■ Required work
Print the data once more, exactly as supplied.

Stored items:
*** Block opens ***
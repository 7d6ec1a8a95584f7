//! # dockcheck-probe
//!
//! Readiness checks against the server under test.
//!
//! - [`http`]: the HTTP client seam and its `reqwest` implementation.
//! - [`api`]: typed calls to the server's management interface.
//! - [`probes`]: endpoint, node-count and terminal-state probes, run
//!   through the retry engine with their own attempt budgets.
//! - `fake`: a scripted HTTP client for tests, behind the `testing`
//!   feature.

#![cfg_attr(test, allow(clippy::expect_used, clippy::unwrap_used))]

pub mod api;
#[cfg(any(test, feature = "testing"))]
pub mod fake;
pub mod http;
pub mod probes;
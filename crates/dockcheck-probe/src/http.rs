//! Minimal blocking HTTP client seam.

use std::time::Duration;

use dockcheck_common::error::{HarnessError, Result};
use serde::de::DeserializeOwned;

/// Status and body of a completed request.
#[derive(Debug, Clone, PartialEq, Eq)]
pub struct HttpResponse {
    /// HTTP status code.
    pub status: u16,
    /// Response body as text.
    pub body: String,
}

impl HttpResponse {
    /// Creates a response.
    #[must_use]
    pub fn new(status: u16, body: impl Into<String>) -> Self {
        Self {
            status,
            body: body.into(),
        }
    }

    /// Whether the status is in the 2xx class.
    #[must_use]
    pub const fn is_success(&self) -> bool {
        self.status >= 200 && self.status < 300
    }

    /// Decodes the body as JSON.
    ///
    /// # Errors
    ///
    /// Returns a serialization error if the body is not the expected shape.
    pub fn json<T: DeserializeOwned>(&self) -> Result<T> {
        Ok(serde_json::from_str(&self.body)?)
    }
}

/// Blocking HTTP client.
///
/// A response with any status code is `Ok`; only transport failures
/// (connection refused, timeouts, malformed responses) are errors.
pub trait HttpClient: Send + Sync {
    /// Issues a `GET`.
    ///
    /// # Errors
    ///
    /// Returns [`HarnessError::Http`] on transport failure.
    fn get(&self, url: &str, headers: &[(&str, &str)]) -> Result<HttpResponse>;

    /// Issues a `POST` with an optional JSON body.
    ///
    /// # Errors
    ///
    /// Returns [`HarnessError::Http`] on transport failure.
    fn post(
        &self,
        url: &str,
        body: Option<&serde_json::Value>,
        headers: &[(&str, &str)],
    ) -> Result<HttpResponse>;
}

/// [`HttpClient`] backed by `reqwest`'s blocking client.
#[derive(Debug, Clone)]
pub struct ReqwestClient {
    inner: reqwest::blocking::Client,
}

impl ReqwestClient {
    /// Creates a client whose requests time out after `timeout`.
    ///
    /// # Errors
    ///
    /// Returns an error if the TLS backend cannot be initialised.
    pub fn new(timeout: Duration) -> Result<Self> {
        let inner = reqwest::blocking::Client::builder()
            .timeout(timeout)
            .build()
            .map_err(|e| HarnessError::Config {
                message: format!("failed to build HTTP client: {e}"),
            })?;
        Ok(Self { inner })
    }

    fn send(&self, url: &str, request: reqwest::blocking::RequestBuilder) -> Result<HttpResponse> {
        let response = request.send().map_err(|e| HarnessError::Http {
            url: url.to_string(),
            message: e.to_string(),
        })?;
        let status = response.status().as_u16();
        let body = response.text().map_err(|e| HarnessError::Http {
            url: url.to_string(),
            message: e.to_string(),
        })?;
        tracing::debug!(url, status, "response received");
        Ok(HttpResponse { status, body })
    }
}

impl HttpClient for ReqwestClient {
    fn get(&self, url: &str, headers: &[(&str, &str)]) -> Result<HttpResponse> {
        let mut request = self.inner.get(url);
        for (name, value) in headers {
            request = request.header(*name, *value);
        }
        self.send(url, request)
    }

    fn post(
        &self,
        url: &str,
        body: Option<&serde_json::Value>,
        headers: &[(&str, &str)],
    ) -> Result<HttpResponse> {
        let mut request = self.inner.post(url);
        for (name, value) in headers {
            request = request.header(*name, *value);
        }
        if let Some(body) = body {
            request = request.json(body);
        }
        self.send(url, request)
    }
}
*** Block closes ***
■ Exercise result
repository 7d6ec1a8a95584f7
//! # dockcheck-probe
//!
//! Readiness checks against the server under test.
//!
//! - [`http`]: the HTTP client seam and its `reqwest` implementation.
//! - [`api`]: typed calls to the server's management interface.
//! - [`probes`]: endpoint, node-count and terminal-state probes, run
//!   through the retry engine with their own attempt budgets.
//! - `fake`: a scripted HTTP client for tests, behind the `testing`
//!   feature.

#![cfg_attr(test, allow(clippy::expect_used, clippy::unwrap_used))]

pub mod api;
#[cfg(any(test, feature = "testing"))]
pub mod fake;
pub mod http;
pub mod probes;
filename crates/dockcheck-probe/src/http.rs
//! Minimal blocking HTTP client seam.

use std::time::Duration;

use dockcheck_common::error::{HarnessError, Result};
use serde::de::DeserializeOwned;

/// Status and body of a completed request.
#[derive(Debug, Clone, PartialEq, Eq)]
pub struct HttpResponse {
    /// HTTP status code.
    pub status: u16,
    /// Response body as text.
    pub body: String,
}

impl HttpResponse {
    /// Creates a response.
    #[must_use]
    pub fn new(status: u16, body: impl Into<String>) -> Self {
        Self {
            status,
            body: body.into(),
        }
    }

    /// Whether the status is in the 2xx class.
    #[must_use]
    pub const fn is_success(&self) -> bool {
        self.status >= 200 && self.status < 300
    }

    /// Decodes the body as JSON.
    ///
    /// # Errors
    ///
    /// Returns a serialization error if the body is not the expected shape.
    pub fn json<T: DeserializeOwned>(&self) -> Result<T> {
        Ok(serde_json::from_str(&self.body)?)
    }
}

/// Blocking HTTP client.
///
/// A response with any status code is `Ok`; only transport failures
/// (connection refused, timeouts, malformed responses) are errors.
pub trait HttpClient: Send + Sync {
    /// Issues a `GET`.
    ///
    /// # Errors
    ///
    /// Returns [`HarnessError::Http`] on transport failure.
    fn get(&self, url: &str, headers: &[(&str, &str)]) -> Result<HttpResponse>;

    /// Issues a `POST` with an optional JSON body.
    ///
    /// # Errors
    ///
    /// Returns [`HarnessError::Http`] on transport failure.
    fn post(
        &self,
        url: &str,
        body: Option<&serde_json::Value>,
        headers: &[(&str, &str)],
    ) -> Result<HttpResponse>;
}

/// [`HttpClient`] backed by `reqwest`'s blocking client.
#[derive(Debug, Clone)]
pub struct ReqwestClient {
    inner: reqwest::blocking::Client,
}

impl ReqwestClient {
    /// Creates a client whose requests time out after `timeout`.
    ///
    /// # Errors
    ///
    /// Returns an error if the TLS backend cannot be initialised.
    pub fn new(timeout: Duration) -> Result<Self> {
        let inner = reqwest::blocking::Client::builder()
            .timeout(timeout)
            .build()
            .map_err(|e| HarnessError::Config {
                message: format!("failed to build HTTP client: {e}"),
            })?;
        Ok(Self { inner })
    }

    fn send(&self, url: &str, request: reqwest::blocking::RequestBuilder) -> Result<HttpResponse> {
        let response = request.send().map_err(|e| HarnessError::Http {
            url: url.to_string(),
            message: e.to_string(),
        })?;
        let status = response.status().as_u16();
        let body = response.text().map_err(|e| HarnessError::Http {
            url: url.to_string(),
            message: e.to_string(),
        })?;
        tracing::debug!(url, status, "response received");
        Ok(HttpResponse { status, body })
    }
}

impl HttpClient for ReqwestClient {
    fn get(&self, url: &str, headers: &[(&str, &str)]) -> Result<HttpResponse> {
        let mut request = self.inner.get(url);
        for (name, value) in headers {
            request = request.header(*name, *value);
        }
        self.send(url, request)
    }

    fn post(
        &self,
        url: &str,
        body: Option<&serde_json::Value>,
        headers: &[(&str, &str)],
    ) -> Result<HttpResponse> {
        let mut request = self.inner.post(url);
        for (name, value) in headers {
            request = request.header(*name, *value);
        }
        if let Some(body) = body {
            request = request.json(body);
        }
        self.send(url, request)
    }
}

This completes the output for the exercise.